# Description of the task
Line by line, transcribe the material shown below exactly.

───── Data extract ─────

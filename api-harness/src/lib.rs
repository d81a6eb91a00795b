//! API Harness - test orchestration for multi-tenant HTTP APIs
//!
//! This crate generates fixture records, feeds synthetic requests through
//! application handlers, runs role and tenant matrices, gates runs on service
//! health, executes named scenarios with guaranteed cleanup, and aggregates
//! external test-suite results into reports and an exit code.

// Core modules
pub mod config;
pub mod error;
pub mod traits;
pub mod types;

// Test data and request plumbing
pub mod assertions;
pub mod fixtures;
pub mod invocation;
pub mod matrix;
pub mod store;

// Orchestration
pub mod health;
pub mod report;
pub mod scenario;
pub mod suite;

// Re-export main types for convenience
pub use config::{EnvironmentConfig, HarnessConfig, HarnessConfigBuilder};
pub use error::{AssertionFailure, HandlerError, HarnessError, Result};
pub use fixtures::{FixtureFactory, EnterpriseBusiness, MultiTenant, SmallBusiness};
pub use health::{HealthCheckResult, HealthChecker, ServiceHealthReport, ServiceKind};
pub use invocation::{call_authenticated, call_unauthenticated, invoke, InvokeOptions, Invoker};
pub use matrix::{test_role_access, test_tenant_isolation, RoleAccessReport, ALL_ROLES};
pub use scenario::{Scenario, ScenarioRunResult, ScenarioRunner};
pub use store::InMemoryStore;
pub use suite::{SuiteKind, SuiteOptions, SuiteResult, SuiteRunner, SuiteSummary};
pub use traits::{CommandExecutor, Handler, ReadinessProbe, TestDatabase};
pub use types::{
    ApiRequest, ApiResponse, HandlerOutput, Identity, InvocationResult, ResponseData, Role,
    Session,
};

─────

# Reply
filename api-harness/src/lib.rs
repository d81a6eb91a00795b
//! API Harness - test orchestration for multi-tenant HTTP APIs
//!
//! This crate generates fixture records, feeds synthetic requests through
//! application handlers, runs role and tenant matrices, gates runs on service
//! health, executes named scenarios with guaranteed cleanup, and aggregates
//! external test-suite results into reports and an exit code.

// Core modules
pub mod config;
pub mod error;
pub mod traits;
pub mod types;

// Test data and request plumbing
pub mod assertions;
pub mod fixtures;
pub mod invocation;
pub mod matrix;
pub mod store;

// Orchestration
pub mod health;
pub mod report;
pub mod scenario;
pub mod suite;

// Re-export main types for convenience
pub use config::{EnvironmentConfig, HarnessConfig, HarnessConfigBuilder};
pub use error::{AssertionFailure, HandlerError, HarnessError, Result};
pub use fixtures::{FixtureFactory, EnterpriseBusiness, MultiTenant, SmallBusiness};
pub use health::{HealthCheckResult, HealthChecker, ServiceHealthReport, ServiceKind};
pub use invocation::{call_authenticated, call_unauthenticated, invoke, InvokeOptions, Invoker};
pub use matrix::{test_role_access, test_tenant_isolation, RoleAccessReport, ALL_ROLES};
pub use scenario::{Scenario, ScenarioRunResult, ScenarioRunner};
pub use store::InMemoryStore;
pub use suite::{SuiteKind, SuiteOptions, SuiteResult, SuiteRunner, SuiteSummary};
pub use traits::{CommandExecutor, Handler, ReadinessProbe, TestDatabase};
pub use types::{
    ApiRequest, ApiResponse, HandlerOutput, Identity, InvocationResult, ResponseData, Role,
    Session,
};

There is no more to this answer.